## Work required:
Every line from the one holding "Ok(client.create_videoconference(&request).await?.url)" through the final line of the entries is to be reproduced exactly, and no other line.

Saved entries
[Start of section]
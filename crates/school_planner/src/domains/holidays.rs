use chrono_tz::Tz;
use school_api_client::{RawHoliday, SchoolApiClient};
use serde::Serialize;

use crate::domains::datetime::{local_to_utc_millis, parse_iso_instant};
use crate::error::{PlannerError, PlannerResult};

pub const HOLIDAY_COLOR: &str = "#FBFFCF";
pub const SUMMER_HOLIDAY_NAME: &str = "sommerferien";

/// A holiday as handed to the calendar view.
#[derive(Clone, Debug, Serialize, PartialEq, Eq)]
#[serde(rename_all = "camelCase")]
pub struct Holiday {
    pub name: String,
    pub color: String,
    pub utc_start_date: i64,
    pub utc_end_date: i64,
    pub year: Option<i32>,
    pub state_code: String,
    /// Epoch millis of the parsed start instant, before reinterpretation.
    #[serde(skip)]
    pub starts_at: i64,
    #[serde(skip)]
    pub ends_at: i64,
}

impl Holiday {
    pub fn from_raw(raw: RawHoliday, tz: &Tz) -> PlannerResult<Self> {
        let start = parse_iso_instant(&raw.start, tz).ok_or_else(|| {
            PlannerError::InvalidDate(format!("holiday {:?} start {:?}", raw.name, raw.start))
        })?;
        let end = parse_iso_instant(&raw.end, tz).ok_or_else(|| {
            PlannerError::InvalidDate(format!("holiday {:?} end {:?}", raw.name, raw.end))
        })?;
        Ok(Self {
            name: capitalize_first_letter(&raw.name),
            color: HOLIDAY_COLOR.to_string(),
            utc_start_date: local_to_utc_millis(&start),
            utc_end_date: local_to_utc_millis(&end),
            year: raw.year,
            state_code: raw.state_code,
            starts_at: start.timestamp_millis(),
            ends_at: end.timestamp_millis(),
        })
    }

    /// Strict open-interval overlap with `[start, end]`; touching a boundary is not overlap.
    pub fn overlaps(&self, start: i64, end: i64) -> bool {
        self.utc_end_date > start && self.utc_start_date < end
    }
}

pub fn capitalize_first_letter(s: &str) -> String {
    let mut chars = s.chars();
    match chars.next() {
        Some(first) => first.to_uppercase().chain(chars).collect(),
        None => String::new(),
    }
}

pub fn is_summer_holiday(holiday: &Holiday) -> bool {
    holiday.name.to_lowercase() == SUMMER_HOLIDAY_NAME
}

/// First summer holiday in list order.
pub fn first_summer_holiday<'a>(
    holidays: &'a [Holiday],
    year: i32,
    state_code: &str,
) -> PlannerResult<&'a Holiday> {
    holidays
        .iter()
        .find(|h| is_summer_holiday(h))
        .ok_or_else(|| PlannerError::HolidayDataMissing {
            year,
            state_code: state_code.to_string(),
        })
}

pub async fn fetch_holidays(
    client: &dyn SchoolApiClient,
    tz: &Tz,
    year: i32,
    state_code: &str,
) -> PlannerResult<Vec<Holiday>> {
    let raw = client.get_holidays(year, state_code).await?;
    tracing::debug!(year, %state_code, count = raw.len(), "holidays fetched");
    raw.into_iter().map(|h| Holiday::from_raw(h, tz)).collect()
}
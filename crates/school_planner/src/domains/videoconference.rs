//! Videoconference UI state for calendar events.
//!
//! The polled `(permission, state)` pair resolves to one [`UiState`], and
//! [`render`] is the single place that decides what the event card shows.

use school_api_client::{
    ConferencePermission, ConferenceState, SchoolApiClient, VideoconferenceOptions,
    VideoconferenceRequest,
};
use serde::{Deserialize, Serialize};

use crate::error::{PlannerError, PlannerResult};

pub mod messages {
    pub const NOT_STARTED_OR_FINISHED: &str =
        "Die Videokonferenz hat entweder noch nicht begonnen oder wurde bereits wieder beendet.";
    pub const NO_PERMISSION: &str =
        "Dir fehlt die nötige Berechtigung um an der Videokonferenz teilzunehmen.";
    pub const GENERAL_ERROR: &str =
        "Es gab ein Problem mit der Videokonferenz. Bitte versuche es erneut.";
}

const SCOPE_EVENT: &str = "event";

#[derive(Clone, Copy, Debug, Serialize, PartialEq, Eq)]
#[serde(rename_all = "SCREAMING_SNAKE_CASE")]
pub enum UiState {
    /// Attendee waiting for a moderator.
    GuestInactive,
    /// Moderator may open the room.
    ModeratorInactive,
    Running,
    Forbidden,
}

/// What the user can do from the current state.
#[derive(Clone, Copy, Debug, Serialize, PartialEq, Eq)]
#[serde(rename_all = "lowercase")]
pub enum UiAction {
    Reload,
    Start,
    Join,
    None,
}

#[derive(Clone, Debug, Serialize, PartialEq, Eq)]
pub struct RenderAction {
    pub state: UiState,
    /// CSS section of the event card to show; all others are hidden.
    pub section: &'static str,
    pub action: UiAction,
    #[serde(skip_serializing_if = "Option::is_none")]
    pub message: Option<&'static str>,
}

/// Resolve the UI state; `None` leaves the card untouched.
pub fn resolve_ui_state(
    permission: Option<ConferencePermission>,
    state: ConferenceState,
) -> Option<UiState> {
    let inactive = matches!(state, ConferenceState::NotStarted | ConferenceState::Finished);
    match (permission, state) {
        (None, _) => Some(UiState::Forbidden),
        (Some(_), ConferenceState::Running) => Some(UiState::Running),
        (Some(ConferencePermission::JoinMeeting), _) if inactive => Some(UiState::GuestInactive),
        (Some(ConferencePermission::StartMeeting), _) if inactive => {
            Some(UiState::ModeratorInactive)
        }
        _ => None,
    }
}

pub fn render(state: UiState) -> RenderAction {
    let (section, action, message) = match state {
        UiState::GuestInactive => (
            "not-started",
            UiAction::Reload,
            Some(messages::NOT_STARTED_OR_FINISHED),
        ),
        UiState::ModeratorInactive => ("start-conference", UiAction::Start, None),
        UiState::Running => ("join-conference", UiAction::Join, None),
        UiState::Forbidden => ("no-permission", UiAction::None, Some(messages::NO_PERMISSION)),
    };
    RenderAction {
        state,
        section,
        action,
        message,
    }
}

/// Poll the conference of an event; a 403 renders as forbidden.
pub async fn event_ui(
    client: &dyn SchoolApiClient,
    event_id: &str,
) -> PlannerResult<Option<RenderAction>> {
    match client.get_videoconference_status(event_id).await {
        Ok(status) => Ok(resolve_ui_state(status.permission, status.state).map(render)),
        Err(e) if e.is_forbidden() => Ok(Some(render(UiState::Forbidden))),
        Err(e) => {
            tracing::error!(%event_id, error = %e, "videoconference status failed");
            Err(PlannerError::UpstreamUnavailable(e))
        }
    }
}

/// Room options chosen by the moderator in the create dialog.
#[derive(Clone, Copy, Debug, Default, Deserialize, PartialEq, Eq)]
#[serde(rename_all = "camelCase", default)]
pub struct StartOptions {
    pub start_muted: bool,
    pub request_moderator: bool,
    pub everyone_is_moderator: bool,
}

impl From<StartOptions> for VideoconferenceOptions {
    fn from(o: StartOptions) -> Self {
        VideoconferenceOptions {
            every_attende_joins_muted: Some(o.start_muted),
            moderator_must_approve_join_requests: Some(o.request_moderator),
            everybody_joins_as_moderator: Some(o.everyone_is_moderator),
        }
    }
}

fn validate_event_id(event_id: &str) -> PlannerResult<()> {
    if event_id.trim().is_empty() {
        return Err(PlannerError::Validation("event id must not be empty".into()));
    }
    Ok(())
}

/// Create the room for an event and return the moderator's join URL.
pub async fn start_conference(
    client: &dyn SchoolApiClient,
    event_id: &str,
    options: StartOptions,
) -> PlannerResult<String> {
    validate_event_id(event_id)?;
    let request = VideoconferenceRequest {
        scope_id: event_id.to_string(),
        scope_name: SCOPE_EVENT.to_string(),
        options: options.into(),
    };
    let link = client.create_videoconference(&request).await?;
    tracing::info!(%event_id, "videoconference started");
    Ok(link.url)
}

pub async fn join_conference(client: &dyn SchoolApiClient, event_id: &str) -> PlannerResult<String> {
    validate_event_id(event_id)?;
    let request = VideoconferenceRequest {
        scope_id: event_id.to_string(),
        scope_name: SCOPE_EVENT.to_string(),
        options: VideoconferenceOptions::default(),
    };
    Ok(client.create_videoconference(&request).await?.url)
}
[End of section]
## Your solution:
    Ok(client.create_videoconference(&request).await?.url)
}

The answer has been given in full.